Like many actors of his generation, he got his start mostly in early 1950s television. He openly disdained his first feature film, 1954's The Silver Chalice, but did better his next time out in 1956's biopic of boxer Rocky Graziano, Somebody Up There Likes Me.

Newman scored the first of his Oscar nominations for the de-fanged 1958 film version of Cat on a Hot Tin Roof. Even if the subtext was excised, Newman's Brick did balance well the torture and sexuality of the character. It was his second nomination for the great 1961 film The Hustler where Newman showed audiences as Fast Eddie Felson that he truly was more than just a pretty face.

Throughout the 1960s, Newman was often the go-to guy when a cad was needed in films such as Sweet Bird of Youth and Hud (Oscar nomination No. 3).
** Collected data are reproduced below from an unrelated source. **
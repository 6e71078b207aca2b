pub mod error;
pub mod migrations;
pub mod models;
pub mod queries;

pub use error::{Result, StoreError};

use rusqlite::Connection;
use std::path::Path;
use std::sync::Mutex;
use tracing::info;

pub struct Database {
    conn: Mutex<Connection>,
}

impl Database {
    pub fn open(path: &Path) -> Result<Self> {
        let conn = Connection::open(path)?;

        // WAL mode for concurrent reads
        conn.pragma_update(None, "journal_mode", "WAL")?;

        let db = Self::init(conn)?;
        info!("Database opened at {}", path.display());
        Ok(db)
    }

    /// Private, throwaway database. Used by tests.
    pub fn open_in_memory() -> Result<Self> {
        Self::init(Connection::open_in_memory()?)
    }

    fn init(conn: Connection) -> Result<Self> {
        conn.pragma_update(None, "foreign_keys", "ON")?;
        migrations::run(&conn)?;
        Ok(Self {
            conn: Mutex::new(conn),
        })
    }

    pub fn with_conn<F, T>(&self, f: F) -> Result<T>
    where
        F: FnOnce(&Connection) -> Result<T>,
    {
        let conn = self
            .conn
            .lock()
            .map_err(|e| StoreError::LockPoisoned(e.to_string()))?;
        f(&conn)
    }

    /// Like [`Database::with_conn`], but hands out the connection mutably so
    /// the closure can open a transaction.
    pub fn with_conn_mut<F, T>(&self, f: F) -> Result<T>
    where
        F: FnOnce(&mut Connection) -> Result<T>,
    {
        let mut conn = self
            .conn
            .lock()
            .map_err(|e| StoreError::LockPoisoned(e.to_string()))?;
        f(&mut conn)
    }
}
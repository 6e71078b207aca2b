//! Session gate.
//!
//! A session is an HS256 token whose `sub` is the current user's id. It is
//! read from `Authorization: Bearer <token>` or, failing that, from the
//! `curr_user` cookie. [`load_session`] resolves it once per request into a
//! [`RequestContext`] extension; handlers that mutate state call
//! [`RequestContext::require_user`] before touching the store.

use axum::{
    extract::{Request, State},
    http::{HeaderMap, header},
    middleware::Next,
    response::Response,
};
use axum_extra::extract::cookie::{Cookie, CookieJar, SameSite};
use jsonwebtoken::{DecodingKey, EncodingKey, Header, Validation, decode, encode};
use tracing::{debug, warn};

use warbler_types::api::Claims;
use warbler_types::models::User;

use crate::ApiError;
use crate::state::{AppState, run_blocking};

pub const SESSION_COOKIE: &str = "curr_user";

/// Request-scoped identity. Inserted by [`load_session`] on every request.
#[derive(Debug, Clone, Default)]
pub struct RequestContext {
    pub current_user: Option<User>,
}

impl RequestContext {
    pub fn require_user(&self) -> Result<&User, ApiError> {
        self.current_user.as_ref().ok_or(ApiError::Unauthenticated)
    }
}

pub fn create_token(secret: &str, user_id: i64, username: &str, days: i64) -> anyhow::Result<String> {
    let claims = Claims {
        sub: user_id,
        username: username.to_string(),
        exp: (chrono::Utc::now() + chrono::Duration::days(days)).timestamp() as usize,
    };

    let token = encode(
        &Header::default(),
        &claims,
        &EncodingKey::from_secret(secret.as_bytes()),
    )?;

    Ok(token)
}

pub fn decode_token(secret: &str, token: &str) -> Option<Claims> {
    decode::<Claims>(
        token,
        &DecodingKey::from_secret(secret.as_bytes()),
        &Validation::default(),
    )
    .map(|data| data.claims)
    .ok()
}

pub fn session_cookie(token: String) -> Cookie<'static> {
    Cookie::build((SESSION_COOKIE, token))
        .path("/")
        .http_only(true)
        .same_site(SameSite::Lax)
        .build()
}

pub fn clear_session(jar: CookieJar) -> CookieJar {
    let mut cookie = Cookie::from(SESSION_COOKIE);
    cookie.set_path("/");
    jar.remove(cookie)
}

fn bearer_token(headers: &HeaderMap) -> Option<String> {
    headers
        .get(header::AUTHORIZATION)
        .and_then(|v| v.to_str().ok())
        .and_then(|s| s.strip_prefix("Bearer "))
        .map(str::to_string)
}

/// Resolve the caller's session into a [`RequestContext`].
///
/// An absent, malformed or expired token, or one naming a user that no
/// longer exists, yields an anonymous context rather than an error.
pub async fn load_session(
    State(state): State<AppState>,
    jar: CookieJar,
    mut req: Request,
    next: Next,
) -> Result<Response, ApiError> {
    let token = bearer_token(req.headers())
        .or_else(|| jar.get(SESSION_COOKIE).map(|c| c.value().to_string()));

    let mut ctx = RequestContext::default();
    if let Some(token) = token {
        match decode_token(&state.jwt_secret, &token) {
            Some(claims) => {
                let user_id = claims.sub;
                let row = run_blocking(&state, move |db| Ok(db.get_user_by_id(user_id)?)).await?;
                match row {
                    Some(row) => ctx.current_user = Some(row.into_user()),
                    None => warn!("Session refers to missing user {}", user_id),
                }
            }
            None => debug!("Ignoring invalid session token"),
        }
    }

    req.extensions_mut().insert(ctx);
    Ok(next.run(req).await)
}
He could also show a flair for comedy as one of Shirley MacLaine's doomed husbands, a loopy painter, in What a Way to Go! He scored another nomination with Cool Hand Luke and teamed with Robert Redford for the first of two times in Butch Cassidy and the Sundance Kid.

He worked with some of film's greatest directors (Hitchcock, Huston, Altman, Scorsese, the Coen brothers, Lumet, Preminger, James Ivory), albeit not on the filmmakers' most notable movies.

His second teaming with Redford, The Sting, is still a joy to watch today and one of the most underrated best picture winners. He later scored two more best actor nominations for Absence of Malice and The Verdict.

The Academy, feeling guilty that one of the biggest movie stars was zero for six (zero for seven if you count his producing nomination for Rachel, Rachel), gave him an honorary Oscar in 1985. The following year, he was nominated again for best actor for reprising Fast Eddie in The Color of Money and the makeup Oscar was unavoidable.

He earned two more acting nominations for Nobody's Fool (and he should have won) and Road to Perdition.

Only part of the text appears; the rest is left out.